Environmental Genomics and Systems Biology Division, Lawrence Berkeley National Laboratory, Berkeley, CA, USA.
Joint Genome Institute, Lawrence Berkeley National Laboratory, Berkeley, CA, USA.
Nature. 2018 May;557(7706):503-509. doi: 10.1038/s41586-018-0124-0. Epub 2018 May 16.
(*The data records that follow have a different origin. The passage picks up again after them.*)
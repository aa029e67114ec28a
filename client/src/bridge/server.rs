use fireflightcore::state::Store;
use log::{error, info};
use std::net::SocketAddr;
use std::sync::Arc;
use std::thread;
use tokio::runtime::Builder;
use warp::{Filter, Rejection, Reply};

/// Read-only HTTP view of the marker state for a map front end.
pub fn routes(store: Arc<Store>) -> impl Filter<Extract = (impl Reply,), Error = Rejection> + Clone {
    let store_filter = warp::any().map(move || store.clone());

    let state_route = warp::path("state")
        .and(warp::path::end())
        .and(warp::get())
        .and(store_filter.clone())
        .map(|store: Arc<Store>| warp::reply::json(&store.snapshot()));

    let markers_route = warp::path("markers")
        .and(warp::path::end())
        .and(warp::get())
        .and(store_filter.clone())
        .map(|store: Arc<Store>| warp::reply::json(&store.snapshot().markers()));

    let selected_route = warp::path("selected")
        .and(warp::path::end())
        .and(warp::get())
        .and(store_filter)
        .map(|store: Arc<Store>| warp::reply::json(&store.snapshot().selected_marker));

    state_route.or(markers_route).or(selected_route)
}

/// Bridge serving the store on a background thread.
pub struct MapBridge {
    address: SocketAddr,
}

impl MapBridge {
    pub fn spawn(store: Arc<Store>, address: SocketAddr) -> Self {
        let filter = routes(store);
        thread::spawn(move || {
            let runtime = match Builder::new_current_thread().enable_all().build() {
                Ok(runtime) => runtime,
                Err(err) => {
                    error!("map bridge runtime failed to start: {}", err);
                    return;
                }
            };
            runtime.block_on(async move {
                warp::serve(filter).run(address).await;
            });
        });
        info!("map bridge listening on http://{}", address);
        Self { address }
    }

    pub fn address(&self) -> SocketAddr {
        self.address
    }
}

#[cfg(test)]
mod tests {
    use super::*;
    use fireflightcore::model::{Coordinate, Fire, Marker, SelectedMarker};
    use fireflightcore::state::Action;
    use serde_json::Value;

    fn populated_store() -> Arc<Store> {
        let store = Arc::new(Store::default());
        let fire = Fire::new("Dixie", Coordinate::new(40.0, -121.2));
        store.dispatch(Action::SetAllFires(vec![fire.clone()]));
        store.dispatch(Action::SelectMarker(SelectedMarker::fire(&fire)));
        store
    }

    #[tokio::test]
    async fn markers_route_lists_renderable_markers() {
        let filter = routes(populated_store());
        let response = warp::test::request().path("/markers").reply(&filter).await;
        assert_eq!(response.status(), 200);
        let markers: Vec<Marker> = serde_json::from_slice(response.body()).unwrap();
        assert_eq!(markers.len(), 1);
        assert_eq!(markers[0].label.as_deref(), Some("Dixie"));
    }

    #[tokio::test]
    async fn selected_route_reports_open_popup() {
        let filter = routes(populated_store());
        let response = warp::test::request().path("/selected").reply(&filter).await;
        let body: Value = serde_json::from_slice(response.body()).unwrap();
        assert_eq!(body["kind"], "fire_location");
        assert_eq!(body["label"], "Dixie");
    }

    #[tokio::test]
    async fn state_route_reflects_later_dispatches() {
        let store = populated_store();
        let filter = routes(store.clone());
        store.dispatch(Action::ClearSelectedMarker);
        let response = warp::test::request().path("/state").reply(&filter).await;
        let body: Value = serde_json::from_slice(response.body()).unwrap();
        assert!(body["selected_marker"].is_null());
        assert_eq!(body["all_fires"][0]["location"][0], -121.2);
    }

    #[tokio::test]
    async fn unknown_paths_are_rejected() {
        let filter = routes(populated_store());
        let response = warp::test::request().path("/ingest").reply(&filter).await;
        assert_eq!(response.status(), 404);
    }
}
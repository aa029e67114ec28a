use crate::api::error::{check, transport};
use crate::config::AppConfig;
use fireflightcore::model::coordinate::lon_lat;
use fireflightcore::model::{Coordinate, Credentials, Fire, LocationUpdate, NewLocation, UserLocation};
use fireflightcore::{FireError, FireResult};
use log::debug;
use reqwest::{Client, Url};
use serde::Deserialize;

/// Candidate match returned by the geocoding service.
#[derive(Debug, Clone, PartialEq, Deserialize)]
pub struct GeocodeFeature {
    #[serde(with = "lon_lat")]
    pub center: Coordinate,
    #[serde(default)]
    pub place_name: String,
}

#[derive(Deserialize)]
struct GeocodeResponse {
    #[serde(default)]
    features: Vec<GeocodeFeature>,
}

#[derive(Deserialize)]
struct LoginResponse {
    token: String,
}

/// HTTP client for the auth, location, fire-data and geocoding services.
#[derive(Clone)]
pub struct ApiClient {
    http: Client,
    api: Url,
    fire_data: Url,
    geocoding: Url,
    geocoding_token: String,
}

fn parse_base(name: &str, raw: &str) -> FireResult<Url> {
    Url::parse(raw).map_err(|err| FireError::field(name, format!("invalid URL {raw:?}: {err}")))
}

fn endpoint(base: &Url, segments: &[&str]) -> FireResult<Url> {
    let mut url = base.clone();
    url.path_segments_mut()
        .map_err(|_| FireError::validation(format!("{base} cannot be used as a base URL")))?
        .pop_if_empty()
        .extend(segments);
    Ok(url)
}

impl ApiClient {
    pub fn new(config: &AppConfig) -> FireResult<Self> {
        Ok(Self {
            http: Client::new(),
            api: parse_base("api_base_url", &config.api_base_url)?,
            fire_data: parse_base("fire_data_base_url", &config.fire_data_base_url)?,
            geocoding: parse_base("geocoding_base_url", &config.geocoding_base_url)?,
            geocoding_token: config.geocoding_token().to_string(),
        })
    }

    pub async fn register(&self, credentials: &Credentials) -> FireResult<()> {
        let url = endpoint(&self.api, &["auth", "register"])?;
        let response = self
            .http
            .post(url)
            .json(credentials)
            .send()
            .await
            .map_err(transport)?;
        check(response).await?;
        Ok(())
    }

    /// Returns the session token issued for `credentials`.
    pub async fn login(&self, credentials: &Credentials) -> FireResult<String> {
        let url = endpoint(&self.api, &["auth", "login"])?;
        let response = self
            .http
            .post(url)
            .json(credentials)
            .send()
            .await
            .map_err(transport)?;
        let body: LoginResponse = check(response).await?.json().await.map_err(transport)?;
        Ok(body.token)
    }

    pub async fn fetch_fires(&self) -> FireResult<Vec<Fire>> {
        let url = endpoint(&self.fire_data, &["fpfire"])?;
        let response = self.http.get(url).send().await.map_err(transport)?;
        let fires: Vec<Fire> = check(response).await?.json().await.map_err(transport)?;
        debug!("fetched {} fires", fires.len());
        Ok(fires)
    }

    pub async fn geocode(&self, address: &str) -> FireResult<Vec<GeocodeFeature>> {
        let file = format!("{address}.json");
        let mut url = endpoint(&self.geocoding, &["geocoding", "v5", "mapbox.places", file.as_str()])?;
        url.query_pairs_mut()
            .append_pair("access_token", &self.geocoding_token);
        let response = self.http.get(url).send().await.map_err(transport)?;
        let body: GeocodeResponse = check(response).await?.json().await.map_err(transport)?;
        Ok(body.features)
    }

    pub async fn list_locations(&self, token: &str) -> FireResult<Vec<UserLocation>> {
        let url = endpoint(&self.api, &["locations"])?;
        let response = self
            .http
            .get(url)
            .bearer_auth(token)
            .send()
            .await
            .map_err(transport)?;
        check(response).await?.json().await.map_err(transport)
    }

    pub async fn create_location(&self, token: &str, location: &NewLocation) -> FireResult<()> {
        let url = endpoint(&self.api, &["locations"])?;
        let response = self
            .http
            .post(url)
            .bearer_auth(token)
            .json(location)
            .send()
            .await
            .map_err(transport)?;
        check(response).await?;
        Ok(())
    }

    pub async fn update_location(
        &self,
        token: &str,
        id: u64,
        update: LocationUpdate,
    ) -> FireResult<()> {
        let id = id.to_string();
        let url = endpoint(&self.api, &["locations", id.as_str()])?;
        let response = self
            .http
            .put(url)
            .bearer_auth(token)
            .json(&update)
            .send()
            .await
            .map_err(transport)?;
        check(response).await?;
        Ok(())
    }

    pub async fn delete_location(&self, token: &str, id: u64) -> FireResult<()> {
        let id = id.to_string();
        let url = endpoint(&self.api, &["locations", id.as_str()])?;
        let response = self
            .http
            .delete(url)
            .bearer_auth(token)
            .send()
            .await
            .map_err(transport)?;
        check(response).await?;
        Ok(())
    }
}

#[cfg(test)]
mod tests {
    use super::*;
    use crate::testing::{config_for, serve};
    use fireflightcore::geo::Radius;
    use fireflightcore::ErrorKind;
    use serde_json::{json, Value};
    use warp::Filter;

    #[test]
    fn endpoint_appends_encoded_segments() {
        let base = Url::parse("https://example.com/api/").unwrap();
        let url = endpoint(&base, &["geocoding", "v5", "mapbox.places", "1 Main St/2.json"]).unwrap();
        assert_eq!(
            url.as_str(),
            "https://example.com/api/geocoding/v5/mapbox.places/1%20Main%20St%2F2.json"
        );
    }

    #[test]
    fn invalid_base_url_is_a_validation_error() {
        let config = AppConfig {
            api_base_url: "not a url".into(),
            ..Default::default()
        };
        assert_eq!(
            ApiClient::new(&config).err().unwrap().kind(),
            ErrorKind::Validation
        );
    }

    #[tokio::test]
    async fn fetch_fires_decodes_lon_lat() {
        let routes = warp::path!("fpfire").and(warp::get()).map(|| {
            warp::reply::json(&json!([
                {"name": "Kincade", "location": [-122.78, 38.79]},
                {"name": "Getty", "location": [-118.48, 34.08]}
            ]))
        });
        let client = ApiClient::new(&config_for(serve(routes))).unwrap();
        let fires = client.fetch_fires().await.unwrap();
        assert_eq!(fires.len(), 2);
        assert_eq!(fires[0].location, Coordinate::new(38.79, -122.78));
    }

    #[tokio::test]
    async fn geocode_sends_access_token() {
        let routes = warp::path!("geocoding" / "v5" / "mapbox.places" / String)
            .and(warp::query::<std::collections::HashMap<String, String>>())
            .map(|file: String, query: std::collections::HashMap<String, String>| {
                assert!(file.starts_with("Paradise") && file.ends_with("CA.json"));
                assert_eq!(query.get("access_token").map(String::as_str), Some("pk.test"));
                warp::reply::json(&json!({
                    "features": [{"center": [-121.62, 39.76], "place_name": "Paradise, California"}]
                }))
            });
        let mut config = config_for(serve(routes));
        config.geocoding_token = Some("pk.test".into());
        let client = ApiClient::new(&config).unwrap();
        let features = client.geocode("Paradise, CA").await.unwrap();
        assert_eq!(features[0].center, Coordinate::new(39.76, -121.62));
        assert_eq!(features[0].place_name, "Paradise, California");
    }

    #[tokio::test]
    async fn location_calls_carry_bearer_token() {
        let list = warp::path!("api" / "locations")
            .and(warp::get())
            .and(warp::header::<String>("authorization"))
            .map(|auth: String| {
                assert_eq!(auth, "Bearer t0k3n");
                warp::reply::json(&json!([
                    {"id": 3, "address": "Malibu", "latitude": 34.03, "longitude": -118.78,
                     "radius": 15, "notifications": 0}
                ]))
            });
        let update = warp::path!("api" / "locations" / u64)
            .and(warp::put())
            .and(warp::header::<String>("authorization"))
            .and(warp::body::json())
            .map(|id: u64, auth: String, body: Value| {
                assert_eq!(id, 3);
                assert_eq!(auth, "Bearer t0k3n");
                assert_eq!(body, json!({"radius": 30.0}));
                warp::reply()
            });
        let client = ApiClient::new(&config_for(serve(list.or(update)))).unwrap();

        let locations = client.list_locations("t0k3n").await.unwrap();
        assert_eq!(locations[0].radius, Some(Radius::from_miles(15.0).unwrap()));
        client
            .update_location("t0k3n", 3, LocationUpdate::Radius(Radius::from_miles(30.0).unwrap()))
            .await
            .unwrap();
    }

    #[tokio::test]
    async fn register_rejection_surfaces_field_errors() {
        let routes = warp::path!("api" / "auth" / "register").and(warp::post()).map(|| {
            warp::reply::with_status(
                warp::reply::json(&json!({"username": "Username already exists"})),
                warp::http::StatusCode::BAD_REQUEST,
            )
        });
        let client = ApiClient::new(&config_for(serve(routes))).unwrap();
        let err = client
            .register(&Credentials {
                username: "smokey".into(),
                password: "onlyyou".into(),
            })
            .await
            .unwrap_err();
        assert_eq!(err.user_message(), "Username already exists");
    }

    #[tokio::test]
    async fn unreachable_service_is_a_network_error() {
        let config = AppConfig {
            fire_data_base_url: "http://127.0.0.1:9".into(),
            ..Default::default()
        };
        let client = ApiClient::new(&config).unwrap();
        assert_eq!(
            client.fetch_fires().await.unwrap_err().kind(),
            ErrorKind::Network
        );
    }
}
One-third of all protein-coding genes from bacterial genomes cannot be annotated with a function. Here, to investigate the functions of these genes, we present genome-wide mutant fitness data from 32 diverse bacteria across dozens of growth conditions. We identified mutant phenotypes for 11,779 protein-coding genes that had not been annotated with a specific function. Many genes could be associated with a specific condition because the gene affected fitness only in that condition, or with another gene in the same bacterium because they had similar mutant phenotypes. Of the poorly annotated genes, 2,316 had associations that have high confidence because they are conserved in other bacteria. By combining these conserved associations with comparative genomics, we identified putative DNA repair proteins; in addition, we propose specific functions for poorly annotated enzymes and transporters and for uncharacterized protein families. Our study demonstrates the scalability of microbial genetics and its utility for improving gene annotations.
三分之一的细菌基因组中的蛋白质编码基因无法被注释为具有特定功能。在这里,为了研究这些基因的功能,我们提供了来自 32 种不同细菌的全基因组突变体适应度数据,涵盖了数十种生长条件。我们确定了 11779 个未被注释为特定功能的蛋白质编码基因的突变表型。许多基因可以与特定条件相关联,因为这些基因仅在该条件下影响适应度,或者与同一细菌中的另一个基因相关联,因为它们具有相似的突变表型。在这些注释较差的基因中,有 2316 个关联具有较高的置信度,因为它们在其他细菌中是保守的。通过将这些保守的关联与比较基因组学相结合,我们鉴定了可能的 DNA 修复蛋白;此外,我们还为注释较差的酶和转运蛋白以及未表征的蛋白质家族提出了特定的功能。我们的研究表明,微生物遗传学具有可扩展性,并且可用于改善基因注释。